• [Problem to work on]: Transcribe word for word the lines below from the line with "let audio_only = LocalMedia::open(MediaOptions" through the line with "assert!(!audio.is_enabled());", ends included.

• [Stored data]:

//! Local media acquisition. The capture source is synthetic (a 1 kHz test
//! tone encoded into webm-flavored buffers) but exposes the same surface a
//! real device stack would: tracks that can be disabled, an encoding
//! capability list, and a recorder that emits data on a fixed timeslice.

use std::f32::consts::PI;
use std::sync::atomic::{AtomicBool, Ordering};
use std::sync::Arc;
use std::time::Duration;

use tokio::sync::mpsc;
use tokio::task::JoinHandle;
use tokio::time;
use tracing::debug;

use crate::call::CallError;

const SAMPLE_RATE: u32 = 8000;
const TONE_HZ: f32 = 1000.0;

/// Encodings the synthetic source can produce. Ordered does not matter;
/// the recording layer picks from its own preference list.
const SUPPORTED_ENCODINGS: &[&str] = &["video/webm", "audio/webm;codecs=opus", "audio/webm"];

/// Shortest timeslice the source can honor; one tone frame.
const MIN_TIMESLICE: Duration = Duration::from_millis(20);

#[derive(Debug, Clone, Copy, PartialEq, Eq)]
pub enum TrackKind {
    Audio,
    Video,
}

/// A live track. Disabling mirrors `MediaStreamTrack.enabled`: the track
/// keeps running but produces silence.
#[derive(Debug, Clone)]
pub struct Track {
    kind: TrackKind,
    enabled: Arc<AtomicBool>,
}

impl Track {
    fn new(kind: TrackKind) -> Self {
        Track {
            kind,
            enabled: Arc::new(AtomicBool::new(true)),
        }
    }

    /// Visible for tests in other modules that need a bare track.
    #[cfg(test)]
    pub(crate) fn new_for_tests(kind: TrackKind) -> Self {
        Track::new(kind)
    }

    pub fn kind(&self) -> TrackKind {
        self.kind
    }

    pub fn is_enabled(&self) -> bool {
        self.enabled.load(Ordering::Relaxed)
    }

    pub fn set_enabled(&self, enabled: bool) {
        self.enabled.store(enabled, Ordering::Relaxed);
    }

    /// Flips enabled and returns the new value.
    pub fn toggle(&self) -> bool {
        !self.enabled.fetch_xor(true, Ordering::Relaxed)
    }
}

#[derive(Debug, Clone)]
pub struct MediaFrame {
    pub kind: TrackKind,
    pub data: Vec<u8>,
}

#[derive(Debug, Clone, Copy)]
pub struct MediaOptions {
    pub with_video: bool,
    /// Simulates the user denying the camera/microphone prompt.
    pub deny: bool,
}

#[derive(Debug)]
pub struct LocalMedia {
    tracks: Vec<Track>,
    supported: Vec<String>,
    min_timeslice: Duration,
}

impl LocalMedia {
    /// Acquires the local capture source, or fails the way a denied
    /// permission prompt would.
    pub fn open(options: MediaOptions) -> Result<LocalMedia, CallError> {
        if options.deny {
            return Err(CallError::UserMediaDenied(
                "permission denied by policy".to_string(),
            ));
        }
        let mut tracks = vec![Track::new(TrackKind::Audio)];
        if options.with_video {
            tracks.push(Track::new(TrackKind::Video));
        }
        Ok(Self::synthetic(
            tracks,
            SUPPORTED_ENCODINGS.iter().map(|s| s.to_string()).collect(),
            MIN_TIMESLICE,
        ))
    }

    /// Source with explicit capabilities. Production goes through [`open`];
    /// tests use this to provoke capability mismatches.
    pub fn synthetic(tracks: Vec<Track>, supported: Vec<String>, min_timeslice: Duration) -> Self {
        LocalMedia {
            tracks,
            supported,
            min_timeslice,
        }
    }

    pub fn tracks(&self) -> &[Track] {
        &self.tracks
    }

    pub fn track(&self, kind: TrackKind) -> Option<&Track> {
        self.tracks.iter().find(|t| t.kind() == kind)
    }

    pub fn has_video(&self) -> bool {
        self.track(TrackKind::Video).is_some()
    }

    pub fn supported_encodings(&self) -> &[String] {
        &self.supported
    }

    /// Starts encoding. An empty `encoding` means "source default", matching
    /// a `MediaRecorder` constructed without a mimeType. Fails when the
    /// encoding is unknown to the source or the timeslice is finer than the
    /// source granularity.
    pub fn record(&self, encoding: &str, timeslice: Duration) -> Result<Recorder, CallError> {
        if !encoding.is_empty() && !self.supported.iter().any(|s| s == encoding) {
            return Err(CallError::UnsupportedCaptureFormat);
        }
        if timeslice < self.min_timeslice {
            return Err(CallError::UnsupportedCaptureFormat);
        }

        let audio = self
            .track(TrackKind::Audio)
            .cloned()
            .ok_or(CallError::UnsupportedCaptureFormat)?;
        let (frame_tx, frame_rx) = mpsc::channel(32);
        let task = tokio::spawn(generate_frames(audio, timeslice, frame_tx));
        debug!(encoding, ?timeslice, "recorder started");
        Ok(Recorder {
            frames: frame_rx,
            task,
        })
    }
}

/// Running encode session. Dropping it stops the source task.
pub struct Recorder {
    pub frames: mpsc::Receiver<MediaFrame>,
    task: JoinHandle<()>,
}

impl Drop for Recorder {
    fn drop(&mut self) {
        self.task.abort();
    }
}

async fn generate_frames(audio: Track, timeslice: Duration, sink: mpsc::Sender<MediaFrame>) {
    let mut tone = ToneGenerator::new();
    let mut tick = time::interval(timeslice);
    tick.tick().await; // first tick is immediate
    loop {
        tick.tick().await;
        let samples = if audio.is_enabled() {
            tone.take(timeslice)
        } else {
            tone.skip(timeslice)
        };
        let mut data = Vec::with_capacity(samples.len() * 2);
        for s in samples {
            data.extend_from_slice(&s.to_le_bytes());
        }
        if sink
            .send(MediaFrame {
                kind: TrackKind::Audio,
                data,
            })
            .await
            .is_err()
        {
            return;
        }
    }
}

/// Continuous 1 kHz sine at 8 kHz mono, phase carried across frames.
struct ToneGenerator {
    position: u64,
}

impl ToneGenerator {
    fn new() -> Self {
        ToneGenerator { position: 0 }
    }

    fn sample_count(duration: Duration) -> usize {
        (duration.as_secs_f64() * SAMPLE_RATE as f64) as usize
    }

    fn take(&mut self, duration: Duration) -> Vec<i16> {
        let count = Self::sample_count(duration);
        let mut out = Vec::with_capacity(count);
        for _ in 0..count {
            let t = self.position as f32 / SAMPLE_RATE as f32;
            out.push((8000.0 * (2.0 * PI * TONE_HZ * t).sin()) as i16);
            self.position += 1;
        }
        out
    }

    /// Muted: advances phase, emits silence.
    fn skip(&mut self, duration: Duration) -> Vec<i16> {
        let count = Self::sample_count(duration);
        self.position += count as u64;
        vec![0; count]
    }
}

#[cfg(test)]
mod tests {
    use super::*;

    #[test]
    fn test_denied_media() {
        let err = LocalMedia::open(MediaOptions {
            with_video: false,
            deny: true,
        })
        .unwrap_err();
        assert!(matches!(err, CallError::UserMediaDenied(_)));
    }

    #[test]
    fn test_track_layout() {
        let audio_only = LocalMedia::open(MediaOptions {
            with_video: false,
            deny: false,
        })
        .unwrap();
        assert!(!audio_only.has_video());
        assert!(audio_only.track(TrackKind::Audio).is_some());

        let both = LocalMedia::open(MediaOptions {
            with_video: true,
            deny: false,
        })
        .unwrap();
        assert!(both.has_video());
    }

    #[test]
    fn test_toggle_mutes_track() {
        let media = LocalMedia::open(MediaOptions {
            with_video: false,
            deny: false,
        })
        .unwrap();
        let audio = media.track(TrackKind::Audio).unwrap();
        assert!(audio.is_enabled());
        assert!(!audio.toggle());
        assert!(!audio.is_enabled());
        assert!(audio.toggle());
    }

    #[tokio::test]
    async fn test_record_rejects_bad_config() {
        let media = LocalMedia::open(MediaOptions {
            with_video: false,
            deny: false,
        })
        .unwrap();
        assert!(matches!(
            media.record("video/x-matroska", Duration::from_secs(1)),
            Err(CallError::UnsupportedCaptureFormat)
        ));
        assert!(matches!(
            media.record("", Duration::from_millis(1)),
            Err(CallError::UnsupportedCaptureFormat)
        ));
    }

    #[tokio::test(start_paused = true)]
    async fn test_recorder_emits_on_timeslice() {
        let media = LocalMedia::open(MediaOptions {
            with_video: false,
            deny: false,
        })
        .unwrap();
        let mut recorder = media.record("audio/webm", Duration::from_millis(100)).unwrap();
        let frame = recorder.frames.recv().await.unwrap();
        assert_eq!(frame.kind, TrackKind::Audio);
        // 100 ms at 8 kHz, two bytes per sample.
        assert_eq!(frame.data.len(), 1600);
        assert!(frame.data.iter().any(|b| *b != 0));
    }

    #[tokio::test(start_paused = true)]
    async fn test_muted_recorder_emits_silence() {
        let media = LocalMedia::open(MediaOptions {
            with_video: false,
            deny: false,
        })
        .unwrap();
        media.track(TrackKind::Audio).unwrap().set_enabled(false);
        let mut recorder = media.record("", Duration::from_millis(40)).unwrap();
        let frame = recorder.frames.recv().await.unwrap();
        assert!(frame.data.iter().all(|b| *b == 0));
    }

    #[test]
    fn test_tone_phase_continuity() {
        let mut a = ToneGenerator::new();
        let mut b = ToneGenerator::new();
        let first = a.take(Duration::from_millis(20));
        let second = a.take(Duration::from_millis(20));
        let whole = b.take(Duration::from_millis(40));
        let mut joined = first;
        joined.extend(second);
        assert_eq!(joined, whole);
    }
}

• [Reply]:
        let audio_only = LocalMedia::open(MediaOptions {
            with_video: false,
            deny: false,
        })
        .unwrap();
        assert!(!audio_only.has_video());
        assert!(audio_only.track(TrackKind::Audio).is_some());

        let both = LocalMedia::open(MediaOptions {
            with_video: true,
            deny: false,
        })
        .unwrap();
        assert!(both.has_video());
    }

    #[test]
    fn test_toggle_mutes_track() {
        let media = LocalMedia::open(MediaOptions {
            with_video: false,
            deny: false,
        })
        .unwrap();
        let audio = media.track(TrackKind::Audio).unwrap();
        assert!(audio.is_enabled());
        assert!(!audio.toggle());
        assert!(!audio.is_enabled());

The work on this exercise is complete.